# what to feed 1 inch reds



## Joga Bonito (Oct 30, 2004)

i am going to buy 5 inch reds and i want to know what should i feed them?
and how many times a day?


----------



## SpAzZy (Mar 30, 2004)

henry 79 said:


> i am going to buy 5 inch reds and i want to know what should i feed them?
> and how many times a day?


first off let me say WELCOME~ (as i'm the first to respond..)

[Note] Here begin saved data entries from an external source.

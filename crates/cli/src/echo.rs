use chumon_core::{BatchEvent, BatchReport, QueryState, Rejection, WriteSummary};
use owo_colors::OwoColorize;

use crate::VERSION;

/// Print a styled banner for verbose mode
pub fn print_banner() {
    eprintln!("\n{} {} {}", "chumon".bold().bright_blue(), "v".dimmed(), VERSION.dimmed());
    eprintln!("{}", "Scrape product pages into an order workbook\n".dimmed());
}

/// Print a styled step message
pub fn print_step(step: usize, total: usize, message: &str) {
    eprintln!("{} {}", format!("[{}/{}]", step, total).dimmed(), message.bright_cyan());
}

/// Print a success message
pub fn print_success(message: &str) {
    eprintln!("{} {}", "✓".green(), message.bright_green());
}

/// Print an info message
pub fn print_info(message: &str) {
    eprintln!("{} {}", "ℹ".blue(), message.bright_blue());
}

/// Print a warning message
pub fn print_warning(message: &str) {
    eprintln!("{} {}", "⚠".yellow(), message.bright_yellow());
}

/// Print an error message
pub fn print_error(message: &str) {
    eprintln!("{} {}", "✗".red(), message.bright_red());
}

fn print_detail(label: &str, value: &str) {
    eprintln!("  {} {}", format!("{}:", label).dimmed(), value.bright_white());
}

/// One line per query state transition.
pub fn print_event(event: &BatchEvent<'_>, total: usize) {
    match event.state {
        QueryState::Pending => print_step(event.index + 1, total, &event.query.to_string()),
        QueryState::Routed(site) => print_detail("Site", site.supplier()),
        QueryState::Fetched => print_detail("Page", "fetched"),
        QueryState::Extracted => print_detail("Fields", "extracted"),
        QueryState::Accepted => print_success("accepted"),
        QueryState::Rejected(Rejection::UnknownSite) => print_warning("skipped: unsupported site"),
        QueryState::Rejected(rejection) => print_error(&format!("rejected: {}", rejection)),
    }
}

/// Print batch totals
pub fn print_summary(report: &BatchReport) {
    eprintln!("\n{}", "═".repeat(60).dimmed());
    eprintln!("{}", "Summary".bold().cyan());
    eprintln!("{}", "═".repeat(60).dimmed());
    eprintln!("  {} {}", "Accepted:".dimmed(), report.accepted_count().to_string().bright_green());
    eprintln!("  {} {}", "Rejected:".dimmed(), report.rejected_count().to_string().bright_red());
    if report.skipped > 0 {
        eprintln!("  {} {}", "Not started:".dimmed(), report.skipped.to_string().bright_yellow());
    }
    for (query, rejection) in report.rejections() {
        eprintln!("  {} {} ({})", "✗".red(), query.url(), rejection.dimmed());
    }
    eprintln!();
}

/// Print where the rows went
pub fn print_written(summary: &WriteSummary) {
    let action = if summary.created_file { "Created" } else { "Updated" };
    print_success(&format!(
        "{} {} [{}]: {} rows from row {}",
        action,
        summary.path.display().bright_white(),
        summary.sheet,
        summary.rows_written,
        summary.first_row
    ));
}
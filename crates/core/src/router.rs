//! Mapping product URLs to the shop that serves them.

use url::Url;

use crate::sites::Site;

/// Picks the site whose product URLs include `url`.
///
/// Only `http` and `https` URLs are considered. Anything unparsable or
/// belonging to no supported shop is `None`.
pub fn route(url: &str) -> Option<Site> {
    let parsed = Url::parse(url.trim()).ok()?;
    route_url(&parsed)
}

pub fn route_url(url: &Url) -> Option<Site> {
    if !matches!(url.scheme(), "http" | "https") {
        return None;
    }
    Site::ALL.into_iter().find(|site| site.matches(url))
}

there are a bunch of sticky posts you can read about feeding and types of food to feed. read the sticky in this section of feeding and nutrition. most people feed their baby p's 2-3 times a day depending on how active their fish are. goodluck with them


----------



## sharpk (Nov 4, 2003)

when theyre babies.. u feed em flakes mostly.. 3 times a day..


----------



## Dragster (Aug 3, 2004)

Yup feed them flakes,dont start giving them feeders else you'll find yourself with an empty wallet when they get older.


----------



## shutter13 (Jun 23, 2004)

flakes, bloodworms, small cichlid pellets, pieces of shrimp, cut up earthworms.... possibilties are endless


----------



## Death in #'s (Apr 29, 2003)

shutter13 said:


> flakes, bloodworms, small cichlid pellets, pieces of shrimp, cut up earthworms.... possibilties are endless :laugh:










i second this


----------